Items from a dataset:
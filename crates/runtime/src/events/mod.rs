//! Event bus, topics and query channels.
//!
//! Screens and services never hold references to each other: they publish
//! request events, subscribe to result events, and read shared views through
//! [`Queries`].

mod bus;
mod query;
mod types;

pub use bus::{Event, EventBus, Subscription, Topic};
pub use query::{BusError, Queries, QueryChannel};
pub use types::{
    Aspect, CharacterEvent, HomeEvent, InventoryEvent, MailEvent, PersistenceEvent,
    PurchaseFailure, SettingsEvent, SettingsRequest, ShopEvent, ViewEvent, WalletEvent,
};
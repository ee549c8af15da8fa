//! Per-message mailbox flags.

use bitflags::bitflags;

use crate::state::types::MessageId;

bitflags! {
    /// Lifecycle flags of a mail message.
    ///
    /// `CLAIMED` is one-way: once set no transaction clears it.
    #[derive(Clone, Copy, Debug, PartialEq, Eq, Hash, Default)]
    #[cfg_attr(feature = "serde", derive(serde::Serialize, serde::Deserialize))]
    pub struct MailFlags: u8 {
        const READ    = 1 << 0;
        const DELETED = 1 << 1;
        const CLAIMED = 1 << 2;
    }
}

/// Mailbox record of one message; content lives in the catalog template.
#[derive(Clone, Copy, Debug, PartialEq, Eq)]
#[cfg_attr(feature = "serde", derive(serde::Serialize, serde::Deserialize))]
pub struct MailState {
    pub id: MessageId,
    #[cfg_attr(feature = "serde", serde(default))]
    pub flags: MailFlags,
}

impl MailState {
    pub fn new(id: MessageId) -> Self {
        Self {
            id,
            flags: MailFlags::empty(),
        }
    }

    pub fn with_flags(id: MessageId, flags: MailFlags) -> Self {
        Self { id, flags }
    }

    pub fn is_read(&self) -> bool {
        self.flags.contains(MailFlags::READ)
    }

    pub fn is_deleted(&self) -> bool {
        self.flags.contains(MailFlags::DELETED)
    }

    pub fn is_claimed(&self) -> bool {
        self.flags.contains(MailFlags::CLAIMED)
    }
}
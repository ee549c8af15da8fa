//! Oracle access errors.

use crate::error::{ErrorSeverity, GameError};

/// Errors raised when a [`super::Catalog`] is missing a data source.
///
/// A missing *definition* is not an error at this level: oracles return
/// `None` and callers decide whether that is a validation failure or a
/// data-integrity warning.
#[derive(Clone, Copy, Debug, PartialEq, Eq, thiserror::Error)]
#[cfg_attr(feature = "serde", derive(serde::Serialize, serde::Deserialize))]
pub enum OracleError {
    #[error("ShopOracle not available")]
    ShopNotAvailable,

    #[error("EquipmentOracle not available")]
    EquipmentNotAvailable,

    #[error("CharacterOracle not available")]
    CharactersNotAvailable,

    #[error("MailOracle not available")]
    MailNotAvailable,

    #[error("LevelOracle not available")]
    LevelsNotAvailable,

    #[error("ChatOracle not available")]
    ChatNotAvailable,
}

impl GameError for OracleError {
    fn severity(&self) -> ErrorSeverity {
        ErrorSeverity::DataIntegrity
    }

    fn error_code(&self) -> &'static str {
        match self {
            Self::ShopNotAvailable => "SHOP_NOT_AVAILABLE",
            Self::EquipmentNotAvailable => "EQUIPMENT_NOT_AVAILABLE",
            Self::CharactersNotAvailable => "CHARACTERS_NOT_AVAILABLE",
            Self::MailNotAvailable => "MAIL_NOT_AVAILABLE",
            Self::LevelsNotAvailable => "LEVELS_NOT_AVAILABLE",
            Self::ChatNotAvailable => "CHAT_NOT_AVAILABLE",
        }
    }
}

▶ [Task item]
Reproduce every line of the records containing the string "struct".

▶ [Response to this task]
    pub struct MailFlags: u8 {
pub struct MailState {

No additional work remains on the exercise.